Claim 1 of the main request has been amended as follows:
1. Tablet or capsule comprising a pharmaceutical composition, wherein the pharmaceutical composition comprises up to 5 mg apixaban and a pharmaceutically acceptable diluent or carrier, wherein apixaban is in particulate and crystalline form and the individual apixaban particles, whether the particles exist alone or are agglomerated, have a D90 of 89 μ or lessm measured by laser light scattering, in which the composition consists of the following components:
(a) intragranular: apixaban, anhydrous lactose, microcrystalline cellulose, croscarmellose sodium, magnesium stearate, sodium lauryl sulfate;
(b) extragranular: croscarmellose sodium, magnesium stearate; and
(c) film coating; and wherein the tablet is made using a dry granulation process.
Amended claim 1 was essentially based on the tablet compositions described in paragraph  with a more precise definition of the specific components according to table 3.
Paragraph  reports that tablet compositions prepared using a dry granulation process and comprising up to 5 mg Apixaban particles with an D90 less than 89 m have been shown to allow constant in vivo dissolution, constant exposure and constant inhibition of factor Xa. This report is followed by the statement that, therefore, the invention provides a pharmaceutical composition comprising crystalline apixaban particles of a size as measured by laser light scattering and an acceptable diluent or carrier.
The Commission observed that Table 3 only mentions one type of tablet, namely the “20 mg tablet”. The middle column of Table 3 refers to “5% w / w drug loaded granulation”. The Board also concluded that “100.00 mg” and “103.5 mg” are incompatible with the title of the middle column and that, given the format shown in Table 4, the ingredients actually add up to 100% and 103.5%. Therefore, one skilled in the art cannot directly and unambiguously derive a description of a 5 mg apixaban tablet from Table 3.

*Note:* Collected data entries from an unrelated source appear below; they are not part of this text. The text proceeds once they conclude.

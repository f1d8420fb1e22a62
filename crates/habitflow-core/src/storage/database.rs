//! SQLite-based storage for habits, sessions, the calendar event log, and
//! the per-day statistics rollups.
//!
//! Concurrency guarantees live at this layer:
//! - a partial unique index on `sessions(status) WHERE status = 'active'`
//!   makes the single-active-session check race-free across connections;
//! - statistics increments are single-statement `ON CONFLICT DO UPDATE`
//!   upserts, atomic per (habit_id, day) key;
//! - composite writes (toggle + event + stats, completion + event + stats)
//!   run inside `BEGIN IMMEDIATE` transactions and commit or roll back as
//!   a unit.

use std::path::{Path, PathBuf};

use chrono::{DateTime, NaiveDate, Utc};
use rusqlite::{params, Connection, OptionalExtension};
use serde::{Deserialize, Serialize};
use uuid::Uuid;

use super::{data_dir, migrations};
use crate::calendar::{CalendarEvent, EventKind};
use crate::error::{CoreError, DatabaseError, Result};
use crate::habit::{ChecklistItem, DayChecklist, Habit};
use crate::session::{FocusSession, SessionStatus};
use crate::stats::{
    DayOverview, HabitDayStatus, HabitStatistics, RangeDay, StatsDelta, Summary,
};

// === Helper Functions ===

fn format_day(day: NaiveDate) -> String {
    day.format("%Y-%m-%d").to_string()
}

fn decode_err(
    idx: usize,
    err: impl std::error::Error + Send + Sync + 'static,
) -> rusqlite::Error {
    rusqlite::Error::FromSqlConversionFailure(idx, rusqlite::types::Type::Text, Box::new(err))
}

fn parse_day(idx: usize, s: &str) -> rusqlite::Result<NaiveDate> {
    NaiveDate::parse_from_str(s, "%Y-%m-%d").map_err(|e| decode_err(idx, e))
}

fn parse_datetime(idx: usize, s: &str) -> rusqlite::Result<DateTime<Utc>> {
    DateTime::parse_from_rfc3339(s)
        .map(|dt| dt.with_timezone(&Utc))
        .map_err(|e| decode_err(idx, e))
}

fn parse_uuid(idx: usize, s: &str) -> rusqlite::Result<Uuid> {
    Uuid::parse_str(s).map_err(|e| decode_err(idx, e))
}

/// Build a Habit from a `SELECT id, name, checklist, required_items,
/// start_date, created_at` row.
fn row_to_habit(row: &rusqlite::Row) -> rusqlite::Result<Habit> {
    let id: String = row.get(0)?;
    let checklist_json: String = row.get(2)?;
    let checklist: Vec<ChecklistItem> =
        serde_json::from_str(&checklist_json).map_err(|e| decode_err(2, e))?;
    let start_date: String = row.get(4)?;
    let created_at: String = row.get(5)?;
    Ok(Habit {
        id: parse_uuid(0, &id)?,
        name: row.get(1)?,
        checklist,
        required_items: row.get(3)?,
        start_date: parse_day(4, &start_date)?,
        created_at: parse_datetime(5, &created_at)?,
    })
}

/// Build a FocusSession from a `SELECT id, habit_id, status, target_secs,
/// duration_secs, started_at, ended_at` row.
fn row_to_session(row: &rusqlite::Row) -> rusqlite::Result<FocusSession> {
    let id: String = row.get(0)?;
    let habit_id: Option<String> = row.get(1)?;
    let status: String = row.get(2)?;
    let started_at: String = row.get(5)?;
    let ended_at: Option<String> = row.get(6)?;
    Ok(FocusSession {
        id: parse_uuid(0, &id)?,
        habit_id: habit_id.as_deref().map(|s| parse_uuid(1, s)).transpose()?,
        status: SessionStatus::parse(&status)
            .ok_or_else(|| decode_err(2, InvalidEnumValue(status.clone())))?,
        target_secs: row.get(3)?,
        duration_secs: row.get(4)?,
        started_at: parse_datetime(5, &started_at)?,
        ended_at: ended_at.as_deref().map(|s| parse_datetime(6, s)).transpose()?,
    })
}

/// Build a CalendarEvent from a `SELECT id, habit_id, day, kind, completed,
/// duration_secs, created_at` row.
fn row_to_event(row: &rusqlite::Row) -> rusqlite::Result<CalendarEvent> {
    let habit_id: Option<String> = row.get(1)?;
    let day: String = row.get(2)?;
    let kind: String = row.get(3)?;
    let completed: Option<i64> = row.get(4)?;
    let created_at: String = row.get(6)?;
    Ok(CalendarEvent {
        id: row.get(0)?,
        habit_id: habit_id.as_deref().map(|s| parse_uuid(1, s)).transpose()?,
        day: parse_day(2, &day)?,
        kind: EventKind::parse(&kind)
            .ok_or_else(|| decode_err(3, InvalidEnumValue(kind.clone())))?,
        completed: completed.map(|v| v != 0),
        duration_secs: row.get(5)?,
        created_at: parse_datetime(6, &created_at)?,
    })
}

/// Build a HabitStatistics from a `SELECT habit_id, day, total_pomodoros,
/// total_duration_secs, completed_habits, failed_habits` row.
fn row_to_stats(row: &rusqlite::Row) -> rusqlite::Result<HabitStatistics> {
    let habit_id: String = row.get(0)?;
    let day: String = row.get(1)?;
    Ok(HabitStatistics {
        habit_id: parse_uuid(0, &habit_id)?,
        day: parse_day(1, &day)?,
        total_pomodoros: row.get(2)?,
        total_duration_secs: row.get(3)?,
        completed_habits: row.get(4)?,
        failed_habits: row.get(5)?,
    })
}

#[derive(Debug, thiserror::Error)]
#[error("unrecognized stored value: {0}")]
struct InvalidEnumValue(String);

/// The result of a checklist toggle or reset.
#[derive(Debug, Clone, Serialize, Deserialize)]
pub struct ChecklistOutcome {
    pub state: DayChecklist,
    pub completed_count: u32,
    pub is_complete: bool,
    /// The habit-kind event appended for this action.
    pub event: CalendarEvent,
}

/// SQLite database for habitflow.
pub struct Database {
    conn: Connection,
}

The Board also noted that the application as filed only reports trials on 20 mg apixaban tablets and makes no reference to experiments using 5 mg apixaban tablets.
The Board further noted that the compositions in Table 3 are presented in bioequivalence studies. As supported by the documents on the record and by para.  of the application as filed, the excipients in Table 3 influence the dissolution rates of the drug. According to the Council:
This influence is relevant in the context of the assessment of modifications under Article 123 (2) EPC, since in view of the mentioned context of the disclosure of the compositions in Table 3, this influence indicates a functional relationship between the choice of components (…) and the quantities of these components (…). Regardless of the non-limiting purpose of the examples (…).
Thus, given the relevant relationship between the ingredients and their amounts listed in Table 3 as well as the fact that Table 3 does not illustrate a 5 mg tablet of apixaban, the Council affirmed that:
those skilled in the art would not infer directly and unambiguously from the application as initially filed that the disclosure in paragraph  tablet compositions comprising up to 5 mg of apixaban should be associated with the characteristics of the tablet compositions of Table 3, not to mention the ingredients listed in the left column of Table 3 taken from their relative amounts.
Accordingly, the board concluded that the amendment in question did not comply with the requirement of Art. 123 (2) EPC.